Svetlana Cvetko is an American cinematographer and film director. She is most notable for being the cinematographer of several critically acclaimed documentaries including: Oscar winning Inside Job (2010), Oscar nominated Facing Fear (2010), and Sundance US Documentary Special Jury Prize-winning Inequality For All (2013). In addition, she was the first cinematographer on films such as Oscar winning OJ: Made In America and Sundance documentary Miss Representation.

Cvetko was invited to join the Academy of Motion Picture Arts and Sciences in 2019 because of her contribution to feature motion pictures and distinguishing herself as an artist in the film industry. She is a member of the Cinematographers Branch and on its executive committee.

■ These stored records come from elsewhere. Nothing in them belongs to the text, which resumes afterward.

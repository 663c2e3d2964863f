use std::sync::Arc;

pub use futures::future::BoxFuture;

use super::error::{InferenceResult, ModelLoadResult};
use super::prompt::{ImageUpload, MaxNewTokens};

/// Speaker of one structured prompt message.
#[derive(Debug, Clone, Copy, PartialEq, Eq, Hash)]
pub enum ChatRole {
    User,
    Assistant,
}

impl ChatRole {
    pub fn as_str(self) -> &'static str {
        match self {
            Self::User => "user",
            Self::Assistant => "assistant",
        }
    }
}

/// One part of a structured message. `Image` is a placeholder; the pixels travel separately.
#[derive(Debug, Clone, PartialEq, Eq)]
pub enum ContentPart {
    Image,
    Text(String),
}

#[derive(Debug, Clone, PartialEq, Eq)]
pub struct ChatMessage {
    pub role: ChatRole,
    pub content: Vec<ContentPart>,
}

impl ChatMessage {
    pub fn user(content: Vec<ContentPart>) -> Self {
        Self {
            role: ChatRole::User,
            content,
        }
    }

    pub fn image_slots(&self) -> usize {
        self.content
            .iter()
            .filter(|part| matches!(part, ContentPart::Image))
            .count()
    }
}

/// Linear prompt produced by a chat template.
#[derive(Debug, Clone, PartialEq, Eq)]
pub struct RenderedPrompt {
    pub text: String,
    pub image_slots: usize,
}

/// RGB image re-encoded for transport to the model.
#[derive(Debug, Clone, PartialEq, Eq)]
pub struct EncodedImage {
    pub png_base64: String,
    pub width: u32,
    pub height: u32,
}

/// Prompt and images packed together, ready for generation.
#[derive(Debug, Clone, PartialEq, Eq)]
pub struct ModelInputs {
    pub prompt: String,
    pub images: Vec<EncodedImage>,
}

/// Raw generation output before special tokens are stripped.
#[derive(Debug, Clone, PartialEq, Eq)]
pub struct GeneratedTokens {
    pub text: String,
    pub token_count: Option<u64>,
}

impl GeneratedTokens {
    pub fn new(text: impl Into<String>) -> Self {
        Self {
            text: text.into(),
            token_count: None,
        }
    }
}

/// Tokenizer-side half of a loaded model: templating, input packing and decoding.
pub trait Processor: Send + Sync {
    fn apply_chat_template(&self, messages: &[ChatMessage]) -> InferenceResult<RenderedPrompt>;
    fn process(&self, prompt: RenderedPrompt, images: &[ImageUpload])
    -> InferenceResult<ModelInputs>;
    fn decode(&self, tokens: &GeneratedTokens) -> InferenceResult<String>;
}

/// Weights-side half of a loaded model.
pub trait Generator: Send + Sync {
    fn generate<'a>(
        &'a self,
        inputs: ModelInputs,
        max_new_tokens: MaxNewTokens,
    ) -> BoxFuture<'a, InferenceResult<GeneratedTokens>>;
}

pub struct LoadedBackend {
    pub processor: Arc<dyn Processor>,
    pub model: Arc<dyn Generator>,
}

/// Opens the (processor, model) pair for one identifier. Expensive; callers memoize.
pub trait BackendFactory: Send + Sync {
    fn backend_id(&self) -> &str;
    fn open<'a>(&'a self, identifier: &'a str) -> BoxFuture<'a, ModelLoadResult<LoadedBackend>>;
}
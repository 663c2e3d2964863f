use forfore_llm::{MaxNewTokensError, ModelLoadError};
use forfore_storage::{SessionId, StorageError};
use snafu::Snafu;

use crate::chat::ChatTransitionRejection;
use crate::settings::SettingsError;

#[derive(Debug, Snafu)]
#[snafu(visibility(pub(crate)))]
pub enum ChatError {
    #[snafu(display("invalid chat settings: {source}"))]
    InvalidSettings {
        stage: &'static str,
        source: MaxNewTokensError,
    },
    #[snafu(display("invalid request: {message}"))]
    InvalidRequest {
        stage: &'static str,
        message: String,
    },
    #[snafu(display("unsupported image upload {file_name:?}; only PNG and JPEG are accepted"))]
    UnsupportedImage {
        stage: &'static str,
        file_name: Option<String>,
    },
    #[snafu(display("session {session_id} is busy with an earlier submission"))]
    SessionBusy {
        stage: &'static str,
        session_id: SessionId,
    },
    #[snafu(display("failed to load model: {source}"))]
    ModelLoad {
        stage: &'static str,
        source: ModelLoadError,
    },
    #[snafu(display("storage failed on `{stage}`: {source}"))]
    Storage {
        stage: &'static str,
        source: StorageError,
    },
    #[snafu(display("job {job_id} does not exist"))]
    UnknownJob { stage: &'static str, job_id: u32 },
    #[snafu(display("chat state rejected transition on `{stage}`: {rejection:?}"))]
    InvalidTransition {
        stage: &'static str,
        rejection: ChatTransitionRejection,
    },
    #[snafu(display("inference worker stopped"))]
    WorkerStopped { stage: &'static str },
    #[snafu(display("chat state lock was poisoned on `{stage}`"))]
    StatePoisoned { stage: &'static str },
}

pub type ChatResult<T> = Result<T, ChatError>;

/// Startup and serving failures of the `forfore` binary.
#[derive(Debug, Snafu)]
#[snafu(visibility(pub))]
pub enum ServerError {
    #[snafu(display("failed to load settings: {source}"))]
    Settings {
        stage: &'static str,
        source: SettingsError,
    },
    #[snafu(display("failed to create model backend: {source}"))]
    Backend {
        stage: &'static str,
        source: ModelLoadError,
    },
    #[snafu(display("failed to preload model '{model_id}': {source}"))]
    Preload {
        stage: &'static str,
        model_id: String,
        source: ModelLoadError,
    },
    #[snafu(display("failed to bind {address}: {source}"))]
    Bind {
        stage: &'static str,
        address: String,
        source: std::io::Error,
    },
    #[snafu(display("http server failed: {source}"))]
    Serve {
        stage: &'static str,
        source: std::io::Error,
    },
}

pub type ServerResult<T> = Result<T, ServerError>;
use serde::{Deserialize, Serialize};

use super::ids::SessionId;

/// Speaker of one stored turn.
#[derive(Debug, Clone, Copy, PartialEq, Eq, Hash, Serialize, Deserialize)]
#[serde(rename_all = "lowercase")]
pub enum Role {
    User,
    Assistant,
}

/// One appended chat message. Immutable once stored.
#[derive(Debug, Clone, PartialEq, Eq, Serialize, Deserialize)]
pub struct Turn {
    pub seq: u64,
    pub role: Role,
    pub content: String,
    /// Only the fact that an image was attached survives; the pixels are never stored.
    pub had_image: bool,
    pub created_at_unix_seconds: u64,
}

#[derive(Debug, Clone, PartialEq, Eq)]
pub struct NewTurn {
    pub role: Role,
    pub content: String,
    pub had_image: bool,
}

impl NewTurn {
    pub fn user(content: impl Into<String>, had_image: bool) -> Self {
        Self {
            role: Role::User,
            content: content.into(),
            had_image,
        }
    }

    pub fn assistant(content: impl Into<String>) -> Self {
        Self {
            role: Role::Assistant,
            content: content.into(),
            had_image: false,
        }
    }
}

#[derive(Debug, Clone, PartialEq, Eq, Serialize)]
pub struct SessionRecord {
    pub id: SessionId,
    pub turn_count: usize,
    pub created_at_unix_seconds: u64,
    pub last_seen_unix_seconds: u64,
}

/// Jobs a session has bookmarked or applied to, in the order the actions happened.
#[derive(Debug, Clone, PartialEq, Eq, Default, Serialize)]
pub struct JobBookmarks {
    pub saved: Vec<u32>,
    pub applied: Vec<u32>,
}
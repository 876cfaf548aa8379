//! Benchmark suite for the RPK codec
//!
//! Measures encode and decode throughput over synthetic images whose
//! patterns exercise the different run kinds, plus header parsing on its
//! own.
//!
//! Run with: cargo bench --manifest-path benches/Cargo.toml

use criterion::{BenchmarkId, Criterion, Throughput, criterion_group, criterion_main};
use rpk_benches::{generate_flat, generate_gradient, generate_noise, sizes};
use rpk_types::file::rpk::{Channels, Header, compress, decompress};
use std::hint::black_box;

fn bench_compress(c: &mut Criterion) {
	let mut group = c.benchmark_group("rpk_compress");

	let (width, height) = sizes::SMALL;
	let inputs = [
		("flat", generate_flat(width, height, Channels::Rgb)),
		("gradient", generate_gradient(width, height, Channels::Rgb)),
		("noise", generate_noise(width, height, Channels::Rgb)),
	];

	for (name, pixels) in &inputs {
		group.throughput(Throughput::Elements(u64::from(width) * u64::from(height)));
		group.bench_with_input(BenchmarkId::new("compress", name), pixels, |b, pixels| {
			b.iter(|| {
				let result = compress(black_box(pixels), width, height, Channels::Rgb, 0);
				black_box(result)
			});
		});
	}

	group.finish();
}

fn bench_decompress(c: &mut Criterion) {
	let mut group = c.benchmark_group("rpk_decompress");

	let (width, height) = sizes::SMALL;
	let inputs = [
		("flat", generate_flat(width, height, Channels::Rgb)),
		("gradient", generate_gradient(width, height, Channels::Rgb)),
		("noise", generate_noise(width, height, Channels::Rgb)),
	];

	for (name, pixels) in &inputs {
		let encoded = compress(pixels, width, height, Channels::Rgb, 0).unwrap();

		group.throughput(Throughput::Elements(u64::from(width) * u64::from(height)));
		group.bench_with_input(BenchmarkId::new("decompress", name), &encoded, |b, data| {
			b.iter(|| {
				let result = decompress(black_box(data));
				black_box(result)
			});
		});
	}

	group.finish();
}

fn bench_header_parsing(c: &mut Criterion) {
	let mut group = c.benchmark_group("rpk_header");

	let data = Header::new(1024, 768, Channels::Rgba, 0).to_bytes();
	group.bench_function("parse_header", |b| {
		b.iter(|| {
			let result = Header::from_bytes(black_box(&data));
			black_box(result)
		});
	});

	group.finish();
}

criterion_group!(benches, bench_compress, bench_decompress, bench_header_parsing);
criterion_main!(benches);
//! Prelude module for `rpk_types`.
//!
//! This module provides a convenient way to import commonly used types,
//! traits, and constants.
//!
//! # Examples
//!
//! ```no_run
//! use rpk_types::prelude::*;
//!
//! let image = RpkFile::open("image.rpk").unwrap();
//! println!("{}", image.header());
//! ```

#[doc(inline)]
pub use crate::file::{
	Channels,
	Decoder,

	// Codec entry points
	Encoder,
	// Error type
	RpkError,

	// RPK types
	RpkFile,
	RpkHeader,
};

#[doc(inline)]
pub use crate::file::rpk::{compress, decompress};

// Re-export the file module for advanced usage
#[doc(inline)]
pub use crate::file;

==Background and education==
Cvetko came to the United States as an expatriate of the former Yugoslavia in the late 1980s to pursue a career in filmmaking. Originally a still photographer, Cvetko was inspired by the work of Agnès Godard to become an established female cinematographer. She moved to the San Francisco Bay Area. While attending classes at the University of California, Berkeley extension program, Cvetko met film professor Larry Clark. Clark became Cvetko's mentor and gave her access to her first production set.

==Career==
Cvetko began her career with No War, a documentary film about the conflict in Bosnia. Directed and shot by Cvetko, No War was shown in over 15 festivals around the world and won the Grand Prix du Public in Films de Femmes in 2001.

Cvetko was also the cinematographer of Miss Representation, directed by Jennifer Siebel Newsom and premiering at the 2011 Sundance Film Festival in the documentary competition, and the Sundance 2013 Special Jury Prize winner Inequality For All. She was the cinematographer for Inside Job, directed by Charles Ferguson. Premiering at Cannes Film Festival in 2010, Inside Job won the Academy Award for Best Documentary Feature. She shot the 2014 documentary Red Army, which premiered at the 2014 Cannes Film Festival and was screened at the Toronto International Film Festival. She also shot the narrative films (Untitled) and The Architect directed by Jonathan Parker and On a Tuesday directed by David Scott Smith.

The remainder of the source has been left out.